American scientist and engineer (born 1945)

Nicholas Michael Donofrio (born September 7, 1945) is an American scientist and engineer and was the Executive Vice President of Innovation and Technology at the IBM Corporation until 2008. Upon retirement, he was selected as an honorary IBM Fellow, the company’s highest technical honor. He holds seven technology patents, is a member of numerous technical and science honor societies, and holds several scientific board positions.

In 1995, he was elected a member of the National Academy of Engineering for contributions in the development of semi-conductor memory and technical leadership in computers.

==Biography==
Donofrio was born in Beacon, New York in 1945. He earned a Bachelor of Science degree in electrical engineering at Rensselaer Polytechnic Institute in 1967 and a Master of Science in the same discipline from Syracuse University in 1971.

He joined IBM in 1967 as an engineer, but moved into management positions which led him to his most recent position.

He serves on the board of the National Commission on the Future of Higher Education and the National Association of Corporate Directors and is a Director at Liberty Mutual Group.

Donofrio has also received honorary doctorates from the Polytechnic University of New York (1999), University of Warwick (2002), Marist College (2005), University of Edinburgh (2006), Pace University (2009), Maynooth University of Ireland (2010), and Syracuse University (2011).

==Books==
In May 2022, Scribe Media published Donofrio's memoir If Nothing Changes, Nothing Changes. In the book, Donofrio shares lessons learned across almost six decades experience in business and innovation and chronicles the development and launch of seminal technologies such as the IBM S/360, the RS6000, Blue Gene, the Genographic Project and Watson. It includes interviews with more than two dozen business luminaries, including former IBM CEO Sam Palmisano, Apple's Jon Rubinstein, AMD CEO Lisa Su and others. The chapters are framed within lessons learned early in life from Donofrio's blue-collar father and mother.

Donofrio wrote If Nothing Changes, Nothing Changes with Michael DeMarco, founder of American Journeys. It was edited by his longtime IBM communications executive David Yaun.
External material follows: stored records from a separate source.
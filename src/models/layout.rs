//! Renderable layout elements
//!
//! The layout engine emits these; the renderer projects them onto the
//! bitmap verbatim. Angles are in degrees relative to the ascendant, radii
//! are fractions of the chart radius in `[0, 1]`.

/// RGB color triple, converted to the backend's color type at draw time
pub type Rgb = (u8, u8, u8);

/// Visual category of a placed label
///
/// Each category is confined to its own radial zone, so only labels of the
/// same category can collide and need angular separation.
#[derive(Debug, Clone, Copy, PartialEq, Eq, Hash)]
pub enum LabelCategory {
    /// Zodiac sign names on the outer ring
    Zodiac,
    /// House numbers 1-12
    HouseNumber,
    /// ASC / IC / DSC / MC markers
    AngleMarker,
    /// Body glyphs
    Body,
    /// Per-body degree text
    DegreeText,
    /// Aspect glyphs at chord midpoints
    Aspect,
}

/// A piece of text placed on the polar canvas
#[derive(Debug, Clone)]
pub struct LabelPlacement {
    pub category: LabelCategory,
    /// Ascendant-relative angle in `[0, 360)`
    pub angle_deg: f64,
    /// Radius as a fraction of the chart radius
    pub radius: f64,
    pub text: String,
    /// Requested text rotation; the renderer quantizes to quarter turns
    pub rotation_deg: f64,
    pub color: Rgb,
    pub font_size: f64,
}

/// A straight segment between two polar points
#[derive(Debug, Clone)]
pub struct ChartLine {
    pub angle_start: f64,
    pub angle_end: f64,
    pub radius_start: f64,
    pub radius_end: f64,
    pub color: Rgb,
    pub width: u32,
}

/// Everything the renderer needs for one chart
#[derive(Debug, Clone, Default)]
pub struct ChartLayout {
    pub labels: Vec<LabelPlacement>,
    pub lines: Vec<ChartLine>,
}

impl ChartLayout {
    /// Labels of one category, in placement order
    pub fn labels_in(&self, category: LabelCategory) -> impl Iterator<Item = &LabelPlacement> {
        self.labels.iter().filter(move |l| l.category == category)
    }
}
==Awards and positions held==
- Chairman at Center for Advancing Innovation (2014–present)
- Chairman at Quantexa (2017–present)
- Industry Week magazine's Technology Leader of the Year (2003)
- University of Arizona's Technical Executive of the Year
- Rodney D. Chipp Memorial Award from the Society of Women Engineers
- The Cooper Union for the Advancement of Science and Art Urban Visionaries Award for Engineering
- Business Week magazine's 25 Top Innovation Champions
- Fellow, Institute for Electrical and Electronics Engineers
- Fellow, U.K-based Royal Academy of Engineering
- Commencement Keynote Speaker, esteemed Advisor, Neumont University
- Contributor, US Department of Education Commission on Higher Education , 2006
- Member of the US National Academy of Engineering
- Member of the American Academy of Arts and Sciences
- Member of the Board of Directors for the Bank of New York Mellon Corporation
- Member of the Board of Directors for Wigix, Inc.
- Member of the Board of Directors for Advanced Micro Devices
- Member of the Board of Trustees at Clarkson University
- Member of the Board of Trustees at Rensselaer Polytechnic Institute
- Co-chair of the New York Hall of Science
- Member of the Board of Directors for The Council for the United States and Italy
- Honorary IBM Fellow
- 2010 recipient of the IRI Medal from the Industrial Research Institute
- Member of the Board of Trustees for the MITRE Corporation
- Member of the Board of Directors for HYPR Corp
- Member of the Board of Directors for Topcoder, Inc.
- Member of the Board of Directors for Sproxil
- Chair of the Connecticut Board of Regents for Higher Education
- International Peace Honors Award (2022)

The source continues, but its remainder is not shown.